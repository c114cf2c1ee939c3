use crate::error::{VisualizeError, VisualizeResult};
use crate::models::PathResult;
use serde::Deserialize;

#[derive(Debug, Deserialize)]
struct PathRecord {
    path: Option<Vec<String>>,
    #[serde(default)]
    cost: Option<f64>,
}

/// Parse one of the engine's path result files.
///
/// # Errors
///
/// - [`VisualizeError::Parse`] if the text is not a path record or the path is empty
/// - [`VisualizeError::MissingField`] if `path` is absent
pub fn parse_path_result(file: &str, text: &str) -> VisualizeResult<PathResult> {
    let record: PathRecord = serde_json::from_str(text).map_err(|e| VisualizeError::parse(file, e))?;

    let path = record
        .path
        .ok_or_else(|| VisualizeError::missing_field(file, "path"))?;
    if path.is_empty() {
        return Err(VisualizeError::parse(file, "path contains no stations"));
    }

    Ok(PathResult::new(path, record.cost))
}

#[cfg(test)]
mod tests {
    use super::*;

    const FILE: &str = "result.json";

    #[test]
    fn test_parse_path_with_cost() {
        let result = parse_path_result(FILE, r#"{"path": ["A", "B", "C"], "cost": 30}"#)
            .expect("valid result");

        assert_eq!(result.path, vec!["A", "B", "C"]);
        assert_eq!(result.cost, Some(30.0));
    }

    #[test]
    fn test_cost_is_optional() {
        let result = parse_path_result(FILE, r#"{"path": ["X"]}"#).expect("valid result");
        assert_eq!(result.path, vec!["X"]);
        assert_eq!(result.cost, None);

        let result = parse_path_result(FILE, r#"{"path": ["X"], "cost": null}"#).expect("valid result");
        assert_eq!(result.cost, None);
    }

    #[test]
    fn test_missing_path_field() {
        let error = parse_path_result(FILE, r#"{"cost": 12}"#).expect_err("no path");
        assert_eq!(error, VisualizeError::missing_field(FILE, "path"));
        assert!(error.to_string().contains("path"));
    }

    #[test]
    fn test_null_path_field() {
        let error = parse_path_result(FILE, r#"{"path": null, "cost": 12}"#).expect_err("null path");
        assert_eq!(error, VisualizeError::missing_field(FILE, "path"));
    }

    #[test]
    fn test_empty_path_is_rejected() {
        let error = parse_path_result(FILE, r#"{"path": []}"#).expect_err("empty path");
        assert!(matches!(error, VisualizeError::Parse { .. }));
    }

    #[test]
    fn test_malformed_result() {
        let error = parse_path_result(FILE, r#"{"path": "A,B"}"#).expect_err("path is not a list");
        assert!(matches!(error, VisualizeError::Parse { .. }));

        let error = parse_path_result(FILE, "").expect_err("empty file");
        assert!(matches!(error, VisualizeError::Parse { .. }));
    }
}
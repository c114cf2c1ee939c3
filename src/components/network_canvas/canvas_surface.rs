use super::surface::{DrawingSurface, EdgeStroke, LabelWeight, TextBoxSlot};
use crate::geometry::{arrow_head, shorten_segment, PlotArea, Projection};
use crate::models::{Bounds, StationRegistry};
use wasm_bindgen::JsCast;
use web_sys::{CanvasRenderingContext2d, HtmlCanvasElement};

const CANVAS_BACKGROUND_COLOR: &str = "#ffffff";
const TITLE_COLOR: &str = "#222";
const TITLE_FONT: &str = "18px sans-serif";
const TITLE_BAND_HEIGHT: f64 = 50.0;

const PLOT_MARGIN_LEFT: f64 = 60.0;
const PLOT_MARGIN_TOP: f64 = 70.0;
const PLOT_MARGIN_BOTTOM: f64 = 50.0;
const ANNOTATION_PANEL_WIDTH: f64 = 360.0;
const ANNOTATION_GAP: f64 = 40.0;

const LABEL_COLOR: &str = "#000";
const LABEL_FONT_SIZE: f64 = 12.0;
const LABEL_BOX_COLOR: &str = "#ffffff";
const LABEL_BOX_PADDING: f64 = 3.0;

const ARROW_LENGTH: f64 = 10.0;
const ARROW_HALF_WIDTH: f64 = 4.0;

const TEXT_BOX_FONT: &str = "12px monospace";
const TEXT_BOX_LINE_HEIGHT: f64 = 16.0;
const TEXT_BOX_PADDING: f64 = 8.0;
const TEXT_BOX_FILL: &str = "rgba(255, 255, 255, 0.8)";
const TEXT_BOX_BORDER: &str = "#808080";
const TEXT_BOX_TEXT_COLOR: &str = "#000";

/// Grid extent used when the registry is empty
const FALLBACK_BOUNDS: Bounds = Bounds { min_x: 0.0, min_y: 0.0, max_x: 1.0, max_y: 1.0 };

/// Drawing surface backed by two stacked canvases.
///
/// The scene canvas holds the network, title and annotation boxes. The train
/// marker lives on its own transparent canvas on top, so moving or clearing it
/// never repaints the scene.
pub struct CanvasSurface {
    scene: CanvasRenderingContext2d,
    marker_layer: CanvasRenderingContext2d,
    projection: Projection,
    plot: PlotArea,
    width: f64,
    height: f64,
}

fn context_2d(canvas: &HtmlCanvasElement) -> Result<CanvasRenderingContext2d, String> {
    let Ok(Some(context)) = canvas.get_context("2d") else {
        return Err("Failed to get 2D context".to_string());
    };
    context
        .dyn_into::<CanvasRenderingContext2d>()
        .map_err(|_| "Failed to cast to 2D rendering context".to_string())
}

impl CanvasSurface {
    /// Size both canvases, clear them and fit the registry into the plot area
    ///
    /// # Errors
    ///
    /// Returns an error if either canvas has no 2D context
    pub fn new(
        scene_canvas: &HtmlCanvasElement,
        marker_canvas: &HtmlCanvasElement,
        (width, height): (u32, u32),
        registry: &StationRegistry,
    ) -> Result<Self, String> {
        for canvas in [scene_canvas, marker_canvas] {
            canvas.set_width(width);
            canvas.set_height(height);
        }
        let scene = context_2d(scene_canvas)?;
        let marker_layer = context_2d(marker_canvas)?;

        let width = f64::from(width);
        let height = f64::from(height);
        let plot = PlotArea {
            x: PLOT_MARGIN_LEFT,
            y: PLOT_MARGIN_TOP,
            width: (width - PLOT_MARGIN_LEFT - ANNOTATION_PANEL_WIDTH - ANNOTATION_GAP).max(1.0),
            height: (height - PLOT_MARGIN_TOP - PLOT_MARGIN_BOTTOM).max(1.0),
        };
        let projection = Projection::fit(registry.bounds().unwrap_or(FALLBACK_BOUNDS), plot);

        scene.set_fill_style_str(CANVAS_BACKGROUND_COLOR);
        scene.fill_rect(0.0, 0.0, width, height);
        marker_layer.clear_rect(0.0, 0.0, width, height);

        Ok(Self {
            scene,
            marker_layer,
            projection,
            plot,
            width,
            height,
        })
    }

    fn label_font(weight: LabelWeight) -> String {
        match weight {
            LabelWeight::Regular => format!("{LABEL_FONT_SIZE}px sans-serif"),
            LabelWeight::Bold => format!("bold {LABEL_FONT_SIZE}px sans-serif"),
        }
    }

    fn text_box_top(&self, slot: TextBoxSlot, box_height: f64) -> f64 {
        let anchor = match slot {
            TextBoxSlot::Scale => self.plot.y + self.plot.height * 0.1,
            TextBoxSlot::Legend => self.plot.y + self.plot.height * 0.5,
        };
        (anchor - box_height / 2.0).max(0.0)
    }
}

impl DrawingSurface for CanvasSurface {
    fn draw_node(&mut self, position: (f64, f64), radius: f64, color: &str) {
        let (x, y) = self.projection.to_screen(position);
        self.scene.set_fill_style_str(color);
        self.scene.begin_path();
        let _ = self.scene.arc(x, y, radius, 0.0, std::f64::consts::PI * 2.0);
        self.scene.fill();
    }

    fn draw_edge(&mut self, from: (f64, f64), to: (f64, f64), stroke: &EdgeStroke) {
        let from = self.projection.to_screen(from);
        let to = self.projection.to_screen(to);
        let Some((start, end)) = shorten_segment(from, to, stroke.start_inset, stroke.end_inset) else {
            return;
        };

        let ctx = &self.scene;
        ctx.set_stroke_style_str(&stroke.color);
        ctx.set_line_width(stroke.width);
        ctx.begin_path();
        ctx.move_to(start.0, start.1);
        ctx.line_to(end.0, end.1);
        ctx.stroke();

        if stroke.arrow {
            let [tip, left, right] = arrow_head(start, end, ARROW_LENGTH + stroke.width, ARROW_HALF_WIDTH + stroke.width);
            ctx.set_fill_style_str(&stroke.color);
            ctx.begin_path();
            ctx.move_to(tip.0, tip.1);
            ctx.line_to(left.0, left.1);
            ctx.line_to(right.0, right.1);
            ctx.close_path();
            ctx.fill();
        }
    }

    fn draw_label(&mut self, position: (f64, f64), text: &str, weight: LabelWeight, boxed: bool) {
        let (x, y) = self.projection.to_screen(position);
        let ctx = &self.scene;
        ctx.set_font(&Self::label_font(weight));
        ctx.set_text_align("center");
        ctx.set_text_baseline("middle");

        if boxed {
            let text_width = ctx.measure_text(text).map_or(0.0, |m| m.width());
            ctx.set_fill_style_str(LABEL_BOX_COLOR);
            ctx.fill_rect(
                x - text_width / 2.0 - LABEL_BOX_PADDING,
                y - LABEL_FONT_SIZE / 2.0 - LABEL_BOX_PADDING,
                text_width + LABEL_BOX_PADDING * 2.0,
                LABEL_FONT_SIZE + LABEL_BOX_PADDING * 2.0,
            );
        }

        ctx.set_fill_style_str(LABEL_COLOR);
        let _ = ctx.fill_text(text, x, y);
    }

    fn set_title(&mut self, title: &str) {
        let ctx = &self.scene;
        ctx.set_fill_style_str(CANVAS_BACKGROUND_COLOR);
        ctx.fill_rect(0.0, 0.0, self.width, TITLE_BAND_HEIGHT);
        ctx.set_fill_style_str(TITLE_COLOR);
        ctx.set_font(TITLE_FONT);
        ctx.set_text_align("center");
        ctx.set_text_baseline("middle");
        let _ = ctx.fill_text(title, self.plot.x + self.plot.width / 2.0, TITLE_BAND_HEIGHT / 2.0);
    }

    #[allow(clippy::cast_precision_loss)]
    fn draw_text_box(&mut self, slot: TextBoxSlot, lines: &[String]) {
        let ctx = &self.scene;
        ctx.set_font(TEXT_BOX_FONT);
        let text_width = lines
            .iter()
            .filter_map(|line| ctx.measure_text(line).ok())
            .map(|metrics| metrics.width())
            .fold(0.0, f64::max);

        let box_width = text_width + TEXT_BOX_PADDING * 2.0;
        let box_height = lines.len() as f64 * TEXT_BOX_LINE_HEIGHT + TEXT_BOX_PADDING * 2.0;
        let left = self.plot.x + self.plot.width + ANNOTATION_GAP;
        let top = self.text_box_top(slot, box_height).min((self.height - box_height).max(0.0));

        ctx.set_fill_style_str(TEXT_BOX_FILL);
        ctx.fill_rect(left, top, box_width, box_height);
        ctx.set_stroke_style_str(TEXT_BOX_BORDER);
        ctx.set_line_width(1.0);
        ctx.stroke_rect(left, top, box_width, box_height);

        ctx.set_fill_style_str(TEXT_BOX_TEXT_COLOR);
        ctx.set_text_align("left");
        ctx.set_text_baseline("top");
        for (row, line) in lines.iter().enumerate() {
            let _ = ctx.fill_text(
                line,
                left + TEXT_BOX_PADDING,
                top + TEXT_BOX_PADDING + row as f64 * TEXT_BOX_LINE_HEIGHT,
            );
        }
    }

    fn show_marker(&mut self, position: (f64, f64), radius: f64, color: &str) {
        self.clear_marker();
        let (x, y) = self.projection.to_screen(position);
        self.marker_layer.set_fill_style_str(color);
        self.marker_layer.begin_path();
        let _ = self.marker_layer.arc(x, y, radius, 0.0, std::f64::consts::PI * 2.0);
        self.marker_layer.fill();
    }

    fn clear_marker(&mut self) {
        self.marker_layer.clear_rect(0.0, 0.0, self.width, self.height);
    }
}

----------------------------------------

*What you should do:* Give back exactly the lines running from the line that has "ctx.set_stroke_style_str(TEXT_BOX_BORDER);" to the end of the entries above.

*Response area:*
        ctx.set_stroke_style_str(TEXT_BOX_BORDER);
        ctx.set_line_width(1.0);
        ctx.stroke_rect(left, top, box_width, box_height);

        ctx.set_fill_style_str(TEXT_BOX_TEXT_COLOR);
        ctx.set_text_align("left");
        ctx.set_text_baseline("top");
        for (row, line) in lines.iter().enumerate() {
            let _ = ctx.fill_text(
                line,
                left + TEXT_BOX_PADDING,
                top + TEXT_BOX_PADDING + row as f64 * TEXT_BOX_LINE_HEIGHT,
            );
        }
    }

    fn show_marker(&mut self, position: (f64, f64), radius: f64, color: &str) {
        self.clear_marker();
        let (x, y) = self.projection.to_screen(position);
        self.marker_layer.set_fill_style_str(color);
        self.marker_layer.begin_path();
        let _ = self.marker_layer.arc(x, y, radius, 0.0, std::f64::consts::PI * 2.0);
        self.marker_layer.fill();
    }

    fn clear_marker(&mut self) {
        self.marker_layer.clear_rect(0.0, 0.0, self.width, self.height);
    }
}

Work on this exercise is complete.